Джеффри Сэкетт - Клеймо оборотня
Но глаза ее оставались открытыми, бесстрастными, холодными.
15
— Вы слышите меня, Калди?
— Слышу, доктор.
— Возвращаемся в прошлое, Калди, в прошлое…
— Да…
— В прошлое, через Венгрию, через Францию. В прошлое, которое было до Румынии, до Новгорода и Британии…
— Да…
— Вы погружаетесь в прошлое, Калди, время идет вспять. Память о тех днях возвращается к вам, вы вновь переживаете все, что случилось.
— Да… да…
Долгая пауза.
— Где вы сейчас, Калди? Где вы?
— В темнице, прикован цепями к стене.
— Вы все еще в Бастилии, Калди?
— Нет, не в Бастилии…
— Это Мерлин держит вас в темнице, Калди? Вы в древней Британии? — Ответа нет. — Отвечайте, Калди.
— Мерлин… Я не знаю Мерлина… Тюрьма… тюрьма…
— Клаудиа с вами. Калди? Клаудиа тоже в тюрьме?
— Клаудиа… Не знаю никакой Клаудии.
— Не знаете женщину по имени Клаудиа? Вы еще не встретились с Клаудией?
— Я не знаю Клаудиу.
— Какой это год, Калди?
— Non eum sed meum… non eum sed meum…
— О чем вы говорите, Калди? «Не он, но я». Что это значит? Почему вы заговорили на латыни?
— Non eum sed meum… peccavi, non peccavit…
— «Вина на мне, он не виновен»? Кто «он», Калди? Кто невинен?
— Non eum… non eum… non eum.
* * *…Луций Мессалиний Страбо с силой пнул спящего человека, распластавшегося перед ним в пыли. Тот не шевельнулся, и центурион снова пнул его испытывая при этом какое-то даже удовлетворение от того, что было на ком излить душившую его ярость. В его возрасте и с его родственными связями в Риме в конце концов, его троюродная сестра была замужем за племянником императора! — он мог бы сделать карьеру куда лучше и почетнее, чем должность командира ничем не примечательной центурии в этом варварском городе, рассаднике заразы и нечистот, вдали от благ цивилизации.
— Просыпайся, скотина! — заорал он и еще раз пнул лежащего человека.
Вдруг он расхохотался и, глядя на него, засмеялись трое солдат. Он взглянул на них и поделился пришедшей в голову шуткой:
— Видать, этот парень вчера здорово перебрал.
— Да уж, — согласился один из солдат, — похоже, беднягу совсем замучила жажда. — Он кивнул в сторону двух страшно изуродованных трупов, лежащих неподалеку. Солнце только что взошло, но жара в это время года стояла такая, что тела уже начали разлагаться.
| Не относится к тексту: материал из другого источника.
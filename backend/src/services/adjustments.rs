//! Credit notes, debit notes and paired intercompany adjustments
//!
//! A credit note reduces the issuer's receivable (debit Revenue, credit AR).
//! A debit note raises the issuer's payable (debit Expense, credit AP). An
//! intercompany adjustment issues one of each, on the source and target
//! company respectively, and links them.

use chrono::NaiveDate;
use rust_decimal::Decimal;
use serde::{Deserialize, Serialize};
use sqlx::PgConnection;
use tracing::info;

use tally_shared::{CreditNote, CreditNoteItem, DebitNote, DebitNoteItem, IntercompanyAdjustment};

use crate::config::AccountingConfig;
use crate::error::{ApiError, ApiResult};
use crate::validation::money;
use super::ledger::{EntryHeader, Ledger, PostingSource, StandardAccount};
use super::orders::require_company;
use super::sequence::timestamp_number;

/// One product line on a credit or debit note
#[derive(Debug, Clone, Serialize, Deserialize)]
pub struct NoteItemInput {
    pub product_id: Option<i32>,
    pub quantity: Decimal,
    pub unit_price: Decimal,
    pub total_amount: Decimal,
    pub reason: Option<String>,
}

/// Field errors for note lines, keyed like `products[0].total_amount`
pub fn item_errors(items: &[NoteItemInput]) -> Vec<(String, String)> {
    let mut errors = Vec::new();
    for (idx, item) in items.iter().enumerate() {
        if item.quantity <= Decimal::ZERO {
            errors.push((format!("products[{}].quantity", idx), "quantity must be greater than zero".to_string()));
        }
        if item.unit_price < Decimal::ZERO {
            errors.push((format!("products[{}].unit_price", idx), "unit_price cannot be negative".to_string()));
        }
        if !money::line_total_matches(item.quantity, item.unit_price, item.total_amount) {
            errors.push((
                format!("products[{}].total_amount", idx),
                "total_amount must equal quantity * unit_price".to_string(),
            ));
        }
    }
    errors
}

#[derive(Debug, Clone)]
pub struct NewNote {
    pub company_id: i32,
    /// Customer for a credit note, vendor for a debit note
    pub counterparty_id: Option<i32>,
    /// Invoice for a credit note, bill for a debit note
    pub document_id: Option<i32>,
    pub amount: Decimal,
    pub reason: Option<String>,
    pub date: NaiveDate,
    pub items: Vec<NoteItemInput>,
}

#[derive(Debug, Clone, Serialize)]
pub struct CreditNoteCreated {
    #[serde(flatten)]
    pub credit_note: CreditNote,
    pub items: Vec<CreditNoteItem>,
}

#[derive(Debug, Clone, Serialize)]
pub struct DebitNoteCreated {
    #[serde(flatten)]
    pub debit_note: DebitNote,
    pub items: Vec<DebitNoteItem>,
}

#[derive(Debug, Clone, Serialize)]
#[serde(rename_all = "camelCase")]
pub struct AdjustmentCreated {
    pub adjustment: IntercompanyAdjustment,
    pub credit_note: CreditNoteCreated,
    pub debit_note: DebitNoteCreated,
}

#[derive(Debug, Clone)]
pub struct NewAdjustment {
    pub source_company_id: i32,
    pub target_company_id: i32,
    pub amount: Decimal,
    pub reason: Option<String>,
    pub date: NaiveDate,
    pub items: Vec<NoteItemInput>,
}

#[derive(Debug, Clone)]
pub struct AdjustmentService {
    ledger: Ledger,
}

impl AdjustmentService {
    pub fn new(config: &AccountingConfig) -> Self {
        Self { ledger: Ledger::new(config.clone()) }
    }

    pub async fn create_credit_note(&self, conn: &mut PgConnection, note: NewNote) -> ApiResult<CreditNoteCreated> {
        require_company(conn, note.company_id).await?;
        if let Some(customer_id) = note.counterparty_id {
            require_company(conn, customer_id).await?;
        }
        if let Some(invoice_id) = note.document_id {
            let owner: Option<i32> = sqlx::query_scalar("SELECT company_id FROM invoices WHERE id = $1")
                .bind(invoice_id)
                .fetch_optional(&mut *conn)
                .await?;
            match owner {
                None => return Err(ApiError::not_found("Invoice")),
                Some(owner) if owner != note.company_id => {
                    return Err(ApiError::bad_request("Invoice does not belong to this company"));
                }
                Some(_) => {}
            }
        }

        let number = timestamp_number("CN", note.company_id);
        let credit_note = sqlx::query_as::<_, CreditNote>(
            "INSERT INTO credit_notes (
                company_id, credit_note_number, customer_id, invoice_id, amount,
                reason, credit_note_date, status
            ) VALUES ($1, $2, $3, $4, $5, $6, $7, 'Issued')
            RETURNING *"
        )
        .bind(note.company_id)
        .bind(&number)
        .bind(note.counterparty_id)
        .bind(note.document_id)
        .bind(note.amount)
        .bind(&note.reason)
        .bind(note.date)
        .fetch_one(&mut *conn)
        .await?;

        let mut items = Vec::with_capacity(note.items.len());
        for line in &note.items {
            let item = sqlx::query_as::<_, CreditNoteItem>(
                "INSERT INTO credit_note_items (credit_note_id, product_id, quantity, unit_price, total_amount, reason)
                 VALUES ($1, $2, $3, $4, $5, $6)
                 RETURNING *"
            )
            .bind(credit_note.id)
            .bind(line.product_id)
            .bind(line.quantity)
            .bind(line.unit_price)
            .bind(line.total_amount)
            .bind(&line.reason)
            .fetch_one(&mut *conn)
            .await?;
            items.push(item);
        }

        let entry = self
            .ledger
            .post_transfer(
                conn,
                note.company_id,
                StandardAccount::Revenue,
                StandardAccount::Receivable,
                note.amount,
                EntryHeader {
                    entry_date: note.date,
                    reference: Some(number.clone()),
                    description: note
                        .reason
                        .clone()
                        .unwrap_or_else(|| format!("Credit note {}", number)),
                    source: PostingSource::CreditNote(credit_note.id),
                },
            )
            .await?;

        let credit_note = match entry {
            Some(entry) => {
                sqlx::query_as::<_, CreditNote>(
                    "UPDATE credit_notes SET journal_entry_id = $2 WHERE id = $1 RETURNING *"
                )
                .bind(credit_note.id)
                .bind(entry.id)
                .fetch_one(&mut *conn)
                .await?
            }
            None => credit_note,
        };

        info!("Issued credit note {} for {}", credit_note.credit_note_number, credit_note.amount);
        Ok(CreditNoteCreated { credit_note, items })
    }

    pub async fn create_debit_note(&self, conn: &mut PgConnection, note: NewNote) -> ApiResult<DebitNoteCreated> {
        require_company(conn, note.company_id).await?;
        if let Some(vendor_id) = note.counterparty_id {
            require_company(conn, vendor_id).await?;
        }
        if let Some(bill_id) = note.document_id {
            let owner: Option<i32> = sqlx::query_scalar("SELECT company_id FROM bills WHERE id = $1")
                .bind(bill_id)
                .fetch_optional(&mut *conn)
                .await?;
            match owner {
                None => return Err(ApiError::not_found("Bill")),
                Some(owner) if owner != note.company_id => {
                    return Err(ApiError::bad_request("Bill does not belong to this company"));
                }
                Some(_) => {}
            }
        }

        let number = timestamp_number("DN", note.company_id);
        let debit_note = sqlx::query_as::<_, DebitNote>(
            "INSERT INTO debit_notes (
                company_id, debit_note_number, vendor_id, bill_id, amount,
                reason, debit_note_date, status
            ) VALUES ($1, $2, $3, $4, $5, $6, $7, 'Issued')
            RETURNING *"
        )
        .bind(note.company_id)
        .bind(&number)
        .bind(note.counterparty_id)
        .bind(note.document_id)
        .bind(note.amount)
        .bind(&note.reason)
        .bind(note.date)
        .fetch_one(&mut *conn)
        .await?;

        let mut items = Vec::with_capacity(note.items.len());
        for line in &note.items {
            let item = sqlx::query_as::<_, DebitNoteItem>(
                "INSERT INTO debit_note_items (debit_note_id, product_id, quantity, unit_price, total_amount, reason)
                 VALUES ($1, $2, $3, $4, $5, $6)
                 RETURNING *"
            )
            .bind(debit_note.id)
            .bind(line.product_id)
            .bind(line.quantity)
            .bind(line.unit_price)
            .bind(line.total_amount)
            .bind(&line.reason)
            .fetch_one(&mut *conn)
            .await?;
            items.push(item);
        }

        let entry = self
            .ledger
            .post_transfer(
                conn,
                note.company_id,
                StandardAccount::Expense,
                StandardAccount::Payable,
                note.amount,
                EntryHeader {
                    entry_date: note.date,
                    reference: Some(number.clone()),
                    description: note
                        .reason
                        .clone()
                        .unwrap_or_else(|| format!("Debit note {}", number)),
                    source: PostingSource::DebitNote(debit_note.id),
                },
            )
            .await?;

        let debit_note = match entry {
            Some(entry) => {
                sqlx::query_as::<_, DebitNote>(
                    "UPDATE debit_notes SET journal_entry_id = $2 WHERE id = $1 RETURNING *"
                )
                .bind(debit_note.id)
                .bind(entry.id)
                .fetch_one(&mut *conn)
                .await?
            }
            None => debit_note,
        };

        info!("Issued debit note {} for {}", debit_note.debit_note_number, debit_note.amount);
        Ok(DebitNoteCreated { debit_note, items })
    }

    /// Credit note on the source, debit note on the target, one linking row
    pub async fn create_adjustment(
        &self,
        conn: &mut PgConnection,
        adjustment: NewAdjustment,
    ) -> ApiResult<AdjustmentCreated> {
        if adjustment.source_company_id == adjustment.target_company_id {
            return Err(ApiError::bad_request("Source and target company must differ"));
        }

        let credit_note = self
            .create_credit_note(
                conn,
                NewNote {
                    company_id: adjustment.source_company_id,
                    counterparty_id: Some(adjustment.target_company_id),
                    document_id: None,
                    amount: adjustment.amount,
                    reason: adjustment.reason.clone(),
                    date: adjustment.date,
                    items: adjustment.items.clone(),
                },
            )
            .await?;

        let debit_note = self
            .create_debit_note(
                conn,
                NewNote {
                    company_id: adjustment.target_company_id,
                    counterparty_id: Some(adjustment.source_company_id),
                    document_id: None,
                    amount: adjustment.amount,
                    reason: adjustment.reason.clone(),
                    date: adjustment.date,
                    items: adjustment.items,
                },
            )
            .await?;

        let number = timestamp_number("ICA", adjustment.source_company_id);
        let row = sqlx::query_as::<_, IntercompanyAdjustment>(
            "INSERT INTO intercompany_adjustments (
                adjustment_number, source_company_id, target_company_id, credit_note_id,
                debit_note_id, amount, reason, adjustment_date, status
            ) VALUES ($1, $2, $3, $4, $5, $6, $7, $8, 'Completed')
            RETURNING *"
        )
        .bind(&number)
        .bind(adjustment.source_company_id)
        .bind(adjustment.target_company_id)
        .bind(credit_note.credit_note.id)
        .bind(debit_note.debit_note.id)
        .bind(adjustment.amount)
        .bind(&adjustment.reason)
        .bind(adjustment.date)
        .fetch_one(&mut *conn)
        .await?;

        info!(
            "Intercompany adjustment {} ({} -> {}) for {}",
            row.adjustment_number, row.source_company_id, row.target_company_id, row.amount
        );

        Ok(AdjustmentCreated { adjustment: row, credit_note, debit_note })
    }
}

pub async fn list_credit_notes(conn: &mut PgConnection, company_id: i32) -> ApiResult<Vec<CreditNote>> {
    let notes = sqlx::query_as::<_, CreditNote>(
        "SELECT * FROM credit_notes WHERE company_id = $1 ORDER BY credit_note_date DESC, id DESC"
    )
    .bind(company_id)
    .fetch_all(&mut *conn)
    .await?;
    Ok(notes)
}

pub async fn list_debit_notes(conn: &mut PgConnection, company_id: i32) -> ApiResult<Vec<DebitNote>> {
    let notes = sqlx::query_as::<_, DebitNote>(
        "SELECT * FROM debit_notes WHERE company_id = $1 ORDER BY debit_note_date DESC, id DESC"
    )
    .bind(company_id)
    .fetch_all(&mut *conn)
    .await?;
    Ok(notes)
}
— Я сказал, просыпайся! — снова закричал Страбо, подкрепляя свои слова очередным пинком. — Можете убивать друг друга сколько влезет, на то вы и варвары, но только не в мое дежурство! А ну, давай вставай!
Наконец, человек медленно открыл глаза, приподнялся на локте и огляделся. Он увидел истерзанные трупы с вывороченными внутренностями и отвернулся, но в этом жесте не было брезгливости или отвращения, а было какое-то страдальческое уныние, как-будто от встречи с хорошо знакомой и в то же время мучительной реальностью, от которой ни убежать, ни спрятаться нельзя.
— Здорово же ты потрудился этой ночью, а, приятель? — с мрачной иронией произнес Страбо. — А ну, живо поднимайся, грязный скот! Не на руках же тебя нести! Я сказал, встань!
Двое солдат схватили человека за руки и, грубо встряхнув, поставили на ноги. Заломив руки за спину, солдаты крепко связали ему запястья грубой кожаной веревкой.
— Мне известно, что сегодня ночью прокуратор так и не прилег, было много дел, — сказал один из солдат. — Не стоит сейчас его беспокоить. Может, прикончим этого урода прямо здесь?
— Нельзя, Плавт, — ответил Страбо. — Мы должны научить варваров законам Рима, а это возможно, только если мы сами будем соблюдать законность. И потом, много было дел у прокуратора нынешней ночью или мало, он наверняка сошлет нас на галеры, если мы казним арестованного без официального разрешения.
— Однако в прошлом году нам многих довелось казнить на месте и безо всяких разрешений, — недовольно пробормотал Плавт.
— То были бунтовщики, и того требовал порядок, — возразил Страбо. — Не притворяйся, что не видишь разницы, Плавт.
«И что только этот этруск делает в армии?» — презрительно подумал Страбо. Он взглянул на пленника.
— Пошевеливайся, скотина. Я не намерен возиться тут с тобой все утро.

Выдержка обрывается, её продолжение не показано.